After establishing employer accounts and gathering employee information, the next phase involves setting up the payroll system and performing calculations. Businesses have several options for managing payroll, from manual processing to specialized software or full-service providers. The choice depends on factors like business size, payroll complexity, and budget.
Gross pay is the total amount an employee earns before deductions, encompassing wages, salaries, commissions, and bonuses. This figure is the baseline for all calculations. Various deductions are subtracted from gross pay to arrive at the employee’s net pay.
Deductions can be categorized as pre-tax or post-tax. Pre-tax deductions, such as health insurance premiums, Section 125 plans, and contributions to traditional 401(k) retirement plans, are subtracted from gross pay before income taxes are calculated, reducing the employee’s taxable income. Post-tax deductions, like wage garnishments, union dues, or Roth 401(k) contributions, are taken out after taxes have been calculated and withheld.
Calculating payroll taxes involves both employee and employer contributions. Employee-paid taxes include federal income tax withholding, determined using the employee’s Form W-4 and IRS tax tables. Social Security and Medicare taxes, known as FICA taxes, are also withheld.
For 2025, the Social Security tax rate is 6.2% for both employee and employer, applied to wages up to a limit of $176,100. The Medicare tax rate is 1.45% for both, with no wage limit. An additional Medicare Tax of 0.9% applies to wages exceeding $200,000, paid only by the employee.
Employers also pay their share of FICA taxes, matching employee contributions. Additionally, employers are responsible for Federal Unemployment Tax Act (FUTA) and State Unemployment Tax Act (SUTA) taxes. FUTA is 6.0% on the first $7,000 of wages, though credits can reduce this rate. SUTA rates vary by state and employer experience. After all deductions and taxes, the remaining amount is the employee’s net pay.

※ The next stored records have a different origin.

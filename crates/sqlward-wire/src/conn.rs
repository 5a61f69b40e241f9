//! Concurrency-safe call dispatch over one plugin connection.
//!
//! A [`Connection`] owns the writer half of a negotiated connection and a
//! background thread draining the reader half. Requests are numbered;
//! responses are routed back to the waiting caller by id, so any number of
//! threads may call over the same connection concurrently. Every call is a
//! bounded wait: if no response arrives within the deadline the call fails
//! with [`WireError::Timeout`] instead of blocking the caller for as long
//! as a wedged plugin feels like.

use std::collections::HashMap;
use std::io::{Read, Write};
use std::sync::atomic::{AtomicBool, AtomicU64, Ordering};
use std::sync::mpsc::{self, RecvTimeoutError};
use std::sync::{Arc, Mutex};
use std::thread;
use std::time::Duration;

use serde::Serialize;
use serde::de::DeserializeOwned;
use serde_json::Value;
use tracing::{debug, warn};

use crate::envelope::{Request, Response};
use crate::error::WireError;
use crate::framing::{FrameReader, FrameWriter};
use crate::handshake;

/// Log target for connection operations.
const CONN_TARGET: &str = "sqlward_wire::conn";

/// Deadline applied to every call unless the host configures another.
pub const DEFAULT_CALL_TIMEOUT: Duration = Duration::from_secs(30);

/// Object-safe frame sink so the connection can own any writer type.
trait FrameSink: Send {
    fn send_frame(&mut self, payload: &[u8]) -> Result<(), WireError>;
}

impl<W: Write + Send> FrameSink for FrameWriter<W> {
    fn send_frame(&mut self, payload: &[u8]) -> Result<(), WireError> {
        self.send(payload)
    }
}

struct Shared {
    writer: Mutex<Box<dyn FrameSink>>,
    pending: Mutex<HashMap<u64, mpsc::Sender<Response>>>,
    next_id: AtomicU64,
    call_timeout: Duration,
    alive: AtomicBool,
}

impl Shared {
    fn remove_pending(&self, id: u64) {
        let mut pending = self
            .pending
            .lock()
            .unwrap_or_else(|poison| poison.into_inner());
        pending.remove(&id);
    }
}

/// A negotiated connection to one plugin process.
///
/// Cloning is cheap and shares the underlying connection; all clones
/// dispatch over the same subprocess pipe.
#[derive(Clone)]
pub struct Connection {
    shared: Arc<Shared>,
}

impl Connection {
    /// Performs the handshake on fresh stream halves and starts dispatch.
    ///
    /// Returns the connection and the negotiated protocol version.
    ///
    /// # Errors
    ///
    /// Returns a handshake, framing, or codec error when negotiation fails;
    /// no reader thread is started in that case.
    pub fn establish<R, W>(
        reader: R,
        writer: W,
        call_timeout: Duration,
    ) -> Result<(Self, u32), WireError>
    where
        R: Read + Send + 'static,
        W: Write + Send + 'static,
    {
        let mut frame_reader = FrameReader::new(reader);
        let mut frame_writer = FrameWriter::new(writer);
        let version = handshake::negotiate(&mut frame_reader, &mut frame_writer)?;

        let shared = Arc::new(Shared {
            writer: Mutex::new(Box::new(frame_writer)),
            pending: Mutex::new(HashMap::new()),
            next_id: AtomicU64::new(1),
            call_timeout,
            alive: AtomicBool::new(true),
        });

        let reader_shared = Arc::clone(&shared);
        thread::Builder::new()
            .name("sqlward-wire-reader".to_owned())
            .spawn(move || run_reader(frame_reader, &reader_shared))
            .map_err(WireError::Io)?;

        Ok((Self { shared }, version))
    }

    /// Returns `true` while the reader half is still draining responses.
    #[must_use]
    pub fn is_alive(&self) -> bool {
        self.shared.alive.load(Ordering::Acquire)
    }

    /// Returns a client bound to one named service of this connection.
    #[must_use]
    pub fn client(&self, service: impl Into<String>) -> ServiceClient {
        ServiceClient {
            conn: self.clone(),
            service: service.into(),
        }
    }

    /// Calls a method on a service and waits for the response value.
    ///
    /// # Errors
    ///
    /// Returns [`WireError::Remote`] when the plugin answers with a
    /// failure, [`WireError::Timeout`] when the deadline elapses, and
    /// [`WireError::ConnectionClosed`] when the plugin closed its end.
    pub fn call(&self, service: &str, method: &str, params: Value) -> Result<Value, WireError> {
        if !self.is_alive() {
            return Err(WireError::ConnectionClosed);
        }

        let id = self.shared.next_id.fetch_add(1, Ordering::Relaxed);
        let request = Request::new(id, service, method, params);
        let payload = serde_json::to_vec(&request)?;

        let (tx, rx) = mpsc::channel();
        {
            let mut pending = self
                .shared
                .pending
                .lock()
                .unwrap_or_else(|poison| poison.into_inner());
            pending.insert(id, tx);
        }

        debug!(target: CONN_TARGET, service, method, id, "sending request");
        let sent = {
            let mut writer = self
                .shared
                .writer
                .lock()
                .unwrap_or_else(|poison| poison.into_inner());
            writer.send_frame(&payload)
        };
        if let Err(err) = sent {
            self.shared.remove_pending(id);
            return Err(err);
        }

        match rx.recv_timeout(self.shared.call_timeout) {
            Ok(response) => {
                if let Some(failure) = response.error {
                    return Err(WireError::Remote {
                        code: failure.code,
                        message: failure.message,
                    });
                }
                Ok(response.result.unwrap_or(Value::Null))
            }
            Err(RecvTimeoutError::Timeout) => {
                self.shared.remove_pending(id);
                warn!(
                    target: CONN_TARGET,
                    service,
                    method,
                    id,
                    timeout_secs = self.shared.call_timeout.as_secs(),
                    "call deadline elapsed"
                );
                Err(WireError::Timeout {
                    timeout_secs: self.shared.call_timeout.as_secs(),
                })
            }
            Err(RecvTimeoutError::Disconnected) => Err(WireError::ConnectionClosed),
        }
    }

    /// Calls a method with typed parameters and result.
    ///
    /// # Errors
    ///
    /// As [`Connection::call`], plus [`WireError::Codec`] when the result
    /// does not match the expected shape.
    pub fn call_typed<P, T>(&self, service: &str, method: &str, params: &P) -> Result<T, WireError>
    where
        P: Serialize,
        T: DeserializeOwned,
    {
        let value = self.call(service, method, serde_json::to_value(params)?)?;
        Ok(serde_json::from_value(value)?)
    }
}

impl std::fmt::Debug for Connection {
    fn fmt(&self, f: &mut std::fmt::Formatter<'_>) -> std::fmt::Result {
        f.debug_struct("Connection")
            .field("alive", &self.is_alive())
            .finish_non_exhaustive()
    }
}

fn run_reader<R: Read>(mut reader: FrameReader<R>, shared: &Shared) {
    loop {
        let frame = match reader.receive() {
            Ok(frame) => frame,
            Err(err) => {
                debug!(target: CONN_TARGET, error = %err, "connection reader stopped");
                break;
            }
        };

        match serde_json::from_slice::<Response>(&frame) {
            Ok(response) => route_response(shared, response),
            Err(err) => {
                warn!(target: CONN_TARGET, error = %err, "discarding undecodable frame");
            }
        }
    }

    shared.alive.store(false, Ordering::Release);
    let mut pending = shared
        .pending
        .lock()
        .unwrap_or_else(|poison| poison.into_inner());
    // Dropping the senders wakes every waiting caller with a closed error.
    pending.clear();
}

fn route_response(shared: &Shared, response: Response) {
    let waiter = {
        let mut pending = shared
            .pending
            .lock()
            .unwrap_or_else(|poison| poison.into_inner());
        pending.remove(&response.id)
    };
    match waiter {
        Some(tx) => {
            // The caller may have timed out and gone away; that is fine.
            drop(tx.send(response));
        }
        None => {
            warn!(
                target: CONN_TARGET,
                id = response.id,
                "dropping response with no waiting caller"
            );
        }
    }
}

/// A handle to one named service multiplexed over a [`Connection`].
///
/// Obtaining a client is purely local; whether the plugin actually provides
/// the service only shows up when a call is made.
#[derive(Debug, Clone)]
pub struct ServiceClient {
    conn: Connection,
    service: String,
}

impl ServiceClient {
    /// Returns the service this client addresses.
    #[must_use]
    pub fn service(&self) -> &str {
        &self.service
    }

    /// Calls a method on this service.
    ///
    /// # Errors
    ///
    /// As [`Connection::call_typed`].
    pub fn call<P, T>(&self, method: &str, params: &P) -> Result<T, WireError>
    where
        P: Serialize,
        T: DeserializeOwned,
    {
        self.conn.call_typed(&self.service, method, params)
    }
}

#[cfg(test)]
mod tests {
    use std::time::Duration;

    use rstest::rstest;
    use serde_json::json;

    use super::*;
    use crate::envelope::CODE_INTERNAL;
    use crate::handshake::PROTOCOL_V2;
    use crate::testkit::duplex;

    /// Runs a scripted responder on the far end of a duplex pair.
    fn serve<F>(script: F) -> Connection
    where
        F: FnOnce(&mut FrameReader<crate::testkit::PipeReader>, &mut FrameWriter<crate::testkit::PipeWriter>)
            + Send
            + 'static,
    {
        let (host_end, plugin_end) = duplex();
        let handle = thread::spawn(move || {
            let (plugin_reader, plugin_writer) = plugin_end.split();
            let mut reader = FrameReader::new(plugin_reader);
            let mut writer = FrameWriter::new(plugin_writer);
            handshake::accept(&mut reader, &mut writer, &[PROTOCOL_V2]).expect("accept");
            script(&mut reader, &mut writer);
        });

        let (host_reader, host_writer) = host_end.split();
        let (conn, version) =
            Connection::establish(host_reader, host_writer, Duration::from_millis(500))
                .expect("establish");
        assert_eq!(version, PROTOCOL_V2);
        drop(handle);
        conn
    }

    fn read_request(reader: &mut FrameReader<crate::testkit::PipeReader>) -> Request {
        let frame = reader.receive().expect("request frame");
        serde_json::from_slice(&frame).expect("request")
    }

    fn write_response(
        writer: &mut FrameWriter<crate::testkit::PipeWriter>,
        response: &Response,
    ) {
        let bytes = serde_json::to_vec(response).expect("encode");
        writer.send(&bytes).expect("send");
    }

    #[rstest]
    fn call_round_trips_result() {
        let conn = serve(|reader, writer| {
            let request = read_request(reader);
            assert_eq!(request.service, "driver");
            assert_eq!(request.method, "Ping");
            write_response(writer, &Response::success(request.id, json!({"ok": true})));
        });

        let result = conn.call("driver", "Ping", Value::Null).expect("call");
        assert_eq!(result, json!({"ok": true}));
    }

    #[rstest]
    fn responses_route_by_id_not_arrival_order() {
        let conn = serve(|reader, writer| {
            let request = read_request(reader);
            // A response for a request nobody issued must be skipped.
            write_response(writer, &Response::success(9999, json!("stray")));
            write_response(writer, &Response::success(request.id, json!("expected")));
        });

        let result = conn.call("driver", "Ping", Value::Null).expect("call");
        assert_eq!(result, json!("expected"));
    }

    #[rstest]
    fn remote_failure_is_typed() {
        let conn = serve(|reader, writer| {
            let request = read_request(reader);
            write_response(
                writer,
                &Response::failure(request.id, CODE_INTERNAL, "exec refused"),
            );
        });

        let err = conn
            .call("driver", "Exec", json!({"sql": "drop table t"}))
            .expect_err("must fail");
        assert!(
            matches!(err, WireError::Remote { code, ref message } if code == CODE_INTERNAL && message == "exec refused")
        );
    }

    #[rstest]
    fn silent_plugin_times_out() {
        let conn = serve(|reader, _writer| {
            // Read the request, never answer, keep the pipe open long
            // enough for the caller's deadline to elapse.
            let _request = read_request(reader);
            thread::sleep(Duration::from_millis(800));
        });

        let err = conn.call("driver", "Ping", Value::Null).expect_err("must time out");
        assert!(matches!(err, WireError::Timeout { .. }));
    }

    #[rstest]
    fn closed_plugin_fails_calls() {
        let conn = serve(|_reader, _writer| {
            // Return immediately, dropping the plugin's pipe ends.
        });

        // Give the reader thread a moment to observe EOF.
        thread::sleep(Duration::from_millis(50));
        let err = conn.call("driver", "Ping", Value::Null).expect_err("must fail");
        assert!(matches!(
            err,
            WireError::ConnectionClosed | WireError::Io(_)
        ));
    }

    #[rstest]
    fn service_client_addresses_its_service() {
        let conn = serve(|reader, writer| {
            let request = read_request(reader);
            assert_eq!(request.service, "audit-driver");
            write_response(writer, &Response::success(request.id, json!({})));
        });

        let client = conn.client("audit-driver");
        let _: crate::envelope::Empty = client.call("Init", &crate::envelope::Empty {}).expect("call");
    }
}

After payroll calculation and employee payment, employers have continuing obligations for federal and state compliance. A primary responsibility is timely remittance of payroll taxes to government agencies. Federal payroll taxes, including withheld income, Social Security, and Medicare taxes, are deposited using the Electronic Federal Tax Payment System (EFTPS). Deposit schedules vary, and penalties can be assessed for late or incorrect deposits.
State payroll taxes, such as state income tax withholding and state unemployment taxes, must also be remitted according to state-specific requirements. Each state may have its own payment portal or method and varying deposit frequencies. Consult your state’s tax authority for precise instructions to avoid non-compliance issues.

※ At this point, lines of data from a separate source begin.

//! Unit tests for the plugin lifecycle manager.

use std::sync::Arc;

use rstest::rstest;

use sqlward_types::{
    AuditResults, DriverConfig, DriverMetas, EstimatedAffectRows, ExecResult, ExplainResult,
    I18nStr, Node, QueryResult, TableMetaItem, SQL_KIND_DML,
};

use super::*;

struct StubDriver;

impl Driver for StubDriver {
    fn close(&mut self) {}

    fn parse(&self, sql: &str) -> Result<Vec<Node>, DriverError> {
        Ok(vec![Node::new(sql, SQL_KIND_DML, sql)])
    }

    fn audit(&self, sqls: &[String]) -> Result<Vec<AuditResults>, DriverError> {
        Ok(sqls.iter().map(|_| AuditResults::new()).collect())
    }

    fn gen_rollback_sql(&self, _sql: &str) -> Result<(String, I18nStr), DriverError> {
        Ok((String::new(), I18nStr::new()))
    }

    fn ping(&self) -> Result<(), DriverError> {
        Ok(())
    }

    fn exec(&self, _sql: &str) -> Result<ExecResult, DriverError> {
        Ok(ExecResult::new(0, 0))
    }

    fn exec_batch(&self, sqls: &[String]) -> Result<Vec<ExecResult>, DriverError> {
        Ok(sqls.iter().map(|_| ExecResult::new(0, 0)).collect())
    }

    fn tx(&self, sqls: &[String]) -> Result<Vec<ExecResult>, DriverError> {
        Ok(sqls.iter().map(|_| ExecResult::new(0, 0)).collect())
    }

    fn query(&self, _sql: &str, _timeout_seconds: u32) -> Result<QueryResult, DriverError> {
        Ok(QueryResult::default())
    }

    fn explain(&self, _sql: &str) -> Result<ExplainResult, DriverError> {
        Ok(ExplainResult::default())
    }

    fn schemas(&self) -> Result<Vec<String>, DriverError> {
        Ok(Vec::new())
    }

    fn get_table_meta_by_sql(&self, _sql: &str) -> Result<Vec<TableMetaItem>, DriverError> {
        Ok(Vec::new())
    }

    fn estimate_sql_affect_rows(&self, _sql: &str) -> Result<EstimatedAffectRows, DriverError> {
        Ok(EstimatedAffectRows::default())
    }

    fn kill_process(&self) -> Result<(), DriverError> {
        Ok(())
    }
}

struct StubFactory {
    name: &'static str,
}

impl DriverFactory for StubFactory {
    fn metas(&self) -> DriverMetas {
        DriverMetas::new(self.name, 0)
    }

    fn open(&self, _config: &DriverConfig) -> Result<Box<dyn Driver>, DriverError> {
        Ok(Box::new(StubDriver))
    }
}

fn builtin(name: &'static str) -> Arc<dyn DriverFactory> {
    Arc::new(StubFactory { name })
}

#[rstest]
fn start_without_plugin_dir_registers_builtins_only() {
    let mut manager = PluginManager::new(HostConfig::default());
    manager
        .start(vec![builtin("sqlite")])
        .expect("start succeeds");

    assert_eq!(manager.driver_names(), vec!["sqlite"]);
    let mut driver = manager
        .open("sqlite", &DriverConfig::offline(Vec::new()))
        .expect("open builtin");
    driver.ping().expect("ping builtin");
    driver.close();
}

#[rstest]
fn duplicate_builtin_name_is_registration_error() {
    let mut manager = PluginManager::new(HostConfig::default());
    let err = manager
        .start(vec![builtin("sqlite"), builtin("sqlite")])
        .expect_err("duplicate must fail");
    assert!(matches!(err, DriverError::DuplicatePlugin { ref name } if name == "sqlite"));

    // The first registration survived.
    assert_eq!(manager.driver_names(), vec!["sqlite"]);
}

#[rstest]
fn open_unknown_plugin_is_typed() {
    let manager = PluginManager::new(HostConfig::default());
    let err = match manager.open("oracle", &DriverConfig::offline(Vec::new())) {
        Ok(_) => panic!("unknown plugin"),
        Err(err) => err,
    };
    assert!(matches!(err, DriverError::PluginNotFound { ref name } if name == "oracle"));
}

#[rstest]
fn missing_plugin_dir_fails_discovery() {
    let err = discover_executables(std::path::Path::new("/nonexistent/sqlward-plugins"))
        .expect_err("must fail");
    assert!(matches!(err, DriverError::Discovery { .. }));
}

#[cfg(unix)]
mod unix {
    use std::fs;
    use std::os::unix::fs::PermissionsExt;
    use std::path::Path;

    use rstest::rstest;

    use super::*;

    fn write_file(dir: &Path, name: &str, mode: u32) -> std::path::PathBuf {
        let path = dir.join(name);
        fs::write(&path, "#!/bin/sh\nexit 0\n").expect("write file");
        fs::set_permissions(&path, fs::Permissions::from_mode(mode)).expect("chmod");
        path
    }

    #[rstest]
    fn discovery_lists_only_executables_sorted() {
        let dir = tempfile::tempdir().expect("tempdir");
        let zulu = write_file(dir.path(), "zulu-plugin", 0o755);
        let alpha = write_file(dir.path(), "alpha-plugin", 0o755);
        write_file(dir.path(), "README", 0o644);
        fs::create_dir(dir.path().join("pidfile")).expect("mkdir");

        let found = discover_executables(dir.path()).expect("discover");
        assert_eq!(found, vec![alpha, zulu]);
    }

    #[rstest]
    fn start_aborts_on_non_protocol_executable() {
        // The script runs but exits without ever speaking the handshake;
        // startup must fail loudly rather than skip it.
        let dir = tempfile::tempdir().expect("tempdir");
        write_file(dir.path(), "broken-plugin", 0o755);

        let config = HostConfig::default()
            .with_plugin_dir(dir.path())
            .with_call_timeout_secs(2);
        let mut manager = PluginManager::new(config);
        let err = manager.start(Vec::new()).expect_err("startup must fail");
        assert!(matches!(err, DriverError::Handshake { .. }));
        assert!(manager.driver_names().is_empty());
    }
}
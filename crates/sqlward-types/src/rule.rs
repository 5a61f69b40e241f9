//! Audit rule definitions.

use std::collections::BTreeMap;

use crate::i18n::{DEFAULT_LANG, I18nStr};
use crate::level::RuleLevel;
use crate::params::Params;

/// Localised descriptive fields of a rule.
#[derive(Debug, Clone, Default, PartialEq, Eq)]
pub struct RuleInfo {
    desc: String,
    annotation: String,
    category: String,
}

impl RuleInfo {
    /// Creates rule info with a description and category.
    #[must_use]
    pub fn new(desc: impl Into<String>, category: impl Into<String>) -> Self {
        Self {
            desc: desc.into(),
            annotation: String::new(),
            category: category.into(),
        }
    }

    /// Attaches a longer explanatory annotation.
    #[must_use]
    pub fn with_annotation(mut self, annotation: impl Into<String>) -> Self {
        self.annotation = annotation.into();
        self
    }

    /// Returns the one-line description.
    #[must_use]
    pub fn desc(&self) -> &str {
        &self.desc
    }

    /// Returns the explanatory annotation.
    #[must_use]
    pub fn annotation(&self) -> &str {
        &self.annotation
    }

    /// Returns the display category.
    #[must_use]
    pub fn category(&self) -> &str {
        &self.category
    }
}

/// One audit check declared by a plugin.
///
/// Rule names are unique within a plugin; the registry enforces this at
/// registration time. Descriptive fields are localised per language tag;
/// plugins speaking the flat V1 shapes get their strings lifted into
/// [`DEFAULT_LANG`].
#[derive(Debug, Clone, Default, PartialEq, Eq)]
pub struct Rule {
    name: String,
    level: RuleLevel,
    params: Params,
    info: BTreeMap<String, RuleInfo>,
}

impl Rule {
    /// Creates a rule with the given name and severity.
    #[must_use]
    pub fn new(name: impl Into<String>, level: RuleLevel) -> Self {
        Self {
            name: name.into(),
            level,
            params: Params::new(),
            info: BTreeMap::new(),
        }
    }

    /// Attaches configurable parameters.
    #[must_use]
    pub fn with_params(mut self, params: Params) -> Self {
        self.params = params;
        self
    }

    /// Adds descriptive fields for a language.
    #[must_use]
    pub fn with_info(mut self, lang: impl Into<String>, info: RuleInfo) -> Self {
        self.info.insert(lang.into(), info);
        self
    }

    /// Returns the rule name.
    #[must_use]
    pub fn name(&self) -> &str {
        &self.name
    }

    /// Returns the severity.
    #[must_use]
    pub const fn level(&self) -> RuleLevel {
        self.level
    }

    /// Returns the configurable parameters.
    #[must_use]
    pub const fn params(&self) -> &Params {
        &self.params
    }

    /// Returns the descriptive fields for a language, if present.
    #[must_use]
    pub fn info(&self, lang: &str) -> Option<&RuleInfo> {
        self.info.get(lang)
    }

    /// Returns the default-language descriptive fields, if present.
    #[must_use]
    pub fn default_info(&self) -> Option<&RuleInfo> {
        self.info.get(DEFAULT_LANG)
    }

    /// Iterates over `(language, info)` pairs in tag order.
    pub fn info_by_lang(&self) -> impl Iterator<Item = (&str, &RuleInfo)> {
        self.info.iter().map(|(k, v)| (k.as_str(), v))
    }

    /// Returns the localised description as an [`I18nStr`].
    #[must_use]
    pub fn desc(&self) -> I18nStr {
        self.info
            .iter()
            .map(|(lang, info)| (lang.clone(), info.desc.clone()))
            .collect()
    }
}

New hire reporting is another ongoing requirement. Federal law mandates reporting basic information about new and rehired employees to a designated state agency within 20 days of hire. This reporting aids child support enforcement. Information typically includes the employee’s name, address, Social Security number, and the employer’s name, address, and Federal Employer Identification Number.

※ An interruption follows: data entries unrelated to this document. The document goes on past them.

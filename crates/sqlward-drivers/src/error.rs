//! Host-side driver errors.
//!
//! Variants separate the failures callers are expected to branch on: a
//! missing plugin, a duplicate registration, an absent optional module, and
//! the V2 crash-recovery outcomes ([`DriverError::SessionReset`] after a
//! successful respawn, [`DriverError::Reconnect`] when respawning itself
//! failed). I/O sources are wrapped in `Arc` so errors stay cheap to move.

use std::io;
use std::path::PathBuf;
use std::sync::Arc;

use thiserror::Error;

use sqlward_types::OptionalModule;
use sqlward_wire::WireError;

/// Errors raised by plugin lifecycle management and driver calls.
#[derive(Debug, Error)]
pub enum DriverError {
    /// The requested plugin is not registered.
    #[error("plugin '{name}' not found")]
    PluginNotFound {
        /// Name that was looked up.
        name: String,
    },

    /// A second plugin declared an already-registered name.
    #[error("duplicated plugin name '{name}'")]
    DuplicatePlugin {
        /// The contested name. The first registration stays intact.
        name: String,
    },

    /// The plugin does not implement the requested optional module.
    #[error("plugin '{plugin}' does not implement module {module}")]
    ModuleNotImplemented {
        /// Plugin name.
        plugin: String,
        /// The absent module.
        module: OptionalModule,
    },

    /// The plugin executable does not exist or is not runnable.
    #[error("plugin executable not found: {path}")]
    ExecutableNotFound {
        /// Path that was launched.
        path: PathBuf,
    },

    /// The plugin process could not be spawned.
    #[error("failed to spawn plugin '{path}': {message}")]
    SpawnFailed {
        /// Path that was launched.
        path: PathBuf,
        /// Description of the spawn failure.
        message: String,
        /// Underlying I/O error, when one exists.
        #[source]
        source: Option<Arc<io::Error>>,
    },

    /// The handshake with a freshly launched plugin failed.
    #[error("handshake with plugin '{plugin}' failed: {message}")]
    Handshake {
        /// Plugin name or executable path when the name is not yet known.
        plugin: String,
        /// Description of the failure.
        message: String,
    },

    /// The plugin negotiated a protocol version this adapter cannot drive.
    #[error("plugin '{plugin}' negotiated unsupported protocol version {version}")]
    UnsupportedProtocol {
        /// Plugin name or executable path.
        plugin: String,
        /// The negotiated version.
        version: u32,
    },

    /// The plugin process was replaced; the session this call carried is
    /// permanently invalid and the caller must open a fresh driver.
    #[error("plugin '{plugin}' was restarted; session is invalid, open the driver again")]
    SessionReset {
        /// Plugin name.
        plugin: String,
    },

    /// The plugin process exited and could not be relaunched.
    #[error("plugin '{plugin}' exited and respawn failed: {message}")]
    Reconnect {
        /// Plugin name.
        plugin: String,
        /// Why the respawn failed.
        message: String,
    },

    /// Walking the plugin directory failed.
    #[error("failed to scan plugin directory '{dir}': {source}")]
    Discovery {
        /// The directory being scanned.
        dir: PathBuf,
        /// Underlying I/O error.
        #[source]
        source: Arc<io::Error>,
    },

    /// A wire-level failure on an individual call, propagated unmodified.
    #[error(transparent)]
    Wire(#[from] WireError),
}
mod pool;

use crate::{
    config::{DatabaseConfig, ServerConfig},
    error::Error,
    log::DATABASE,
};
use std::time::Duration;
use tokio::{net::TcpListener, time};
use tokio_postgres::{Client, NoTls};
use tracing::{debug, error, info};

pub use pool::{pool, ConnectionManager, Pool, PooledClient};

const MAX_RETRY_DELAY: Duration = Duration::from_secs(2);
const MAX_RETRY_COUNT: u32 = 3;

///
/// Opens a new database connection.
///
/// The connection future is driven by a spawned task, errors are logged when it ends.
///
pub async fn database(config: &DatabaseConfig) -> Result<Client, Error> {
    debug!(target: DATABASE, msg = "Connecting to database", database = %config);

    let (client, connection) = match config.to_postgres_config().connect(NoTls).await {
        Ok((client, connection)) => (client, connection),
        Err(e) => {
            error!(
                msg = "Could not connect to database",
                database = config.name,
                host = config.host,
                port = config.port,
                username = config.username,
            );
            error!(msg = "Confirm that the database configuration is correct");
            return Err(Error::Database(e));
        }
    };

    tokio::spawn(async move {
        if let Err(err) = connection.await {
            error!(target: DATABASE, msg = "Connection error", error = err.to_string());
        }
    });
    Ok(client)
}

pub async fn bind_with_retry(server: &ServerConfig) -> TcpListener {
    let address = &server.to_socket_address();
    let mut retry_count = 0;

    loop {
        match TcpListener::bind(address).await {
            Ok(listener) => {
                info!(msg = "Server waiting for connections", address);
                return listener;
            }
            Err(err) => {
                if retry_count > MAX_RETRY_COUNT {
                    error!(
                        msg = "Error binding connection",
                        retries = MAX_RETRY_COUNT,
                        error = err.to_string()
                    );
                    std::process::exit(exitcode::CONFIG);
                }
            }
        };
        let sleep_duration_ms =
            (100 * 2_u64.pow(retry_count)).min(MAX_RETRY_DELAY.as_millis() as _);
        time::sleep(Duration::from_millis(sleep_duration_ms)).await;

        retry_count += 1;
    }
}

Maintaining comprehensive payroll records is essential for compliance and audits. Employers must retain various documents, including payroll registers, timecards, tax forms like Form W-4, Form W-2, and Form 941, and employment agreements. The IRS requires employment tax records to be kept for at least four years after the tax due date or payment date. The Fair Labor Standards Act (FLSA) requires retention of payroll records for a minimum of three years, with supporting wage computation records for two years.
Employers are required to file periodic payroll tax returns. This includes quarterly filings of Form 941, Employer’s Quarterly Federal Tax Return, which reports income, Social Security, and Medicare taxes withheld, plus the employer’s share. Annually, employers must file Form 940, Employer’s Annual Federal Unemployment (FUTA) Tax Return, and provide employees with Form W-2, Wage and Tax Statement, summarizing their annual earnings and tax withholdings.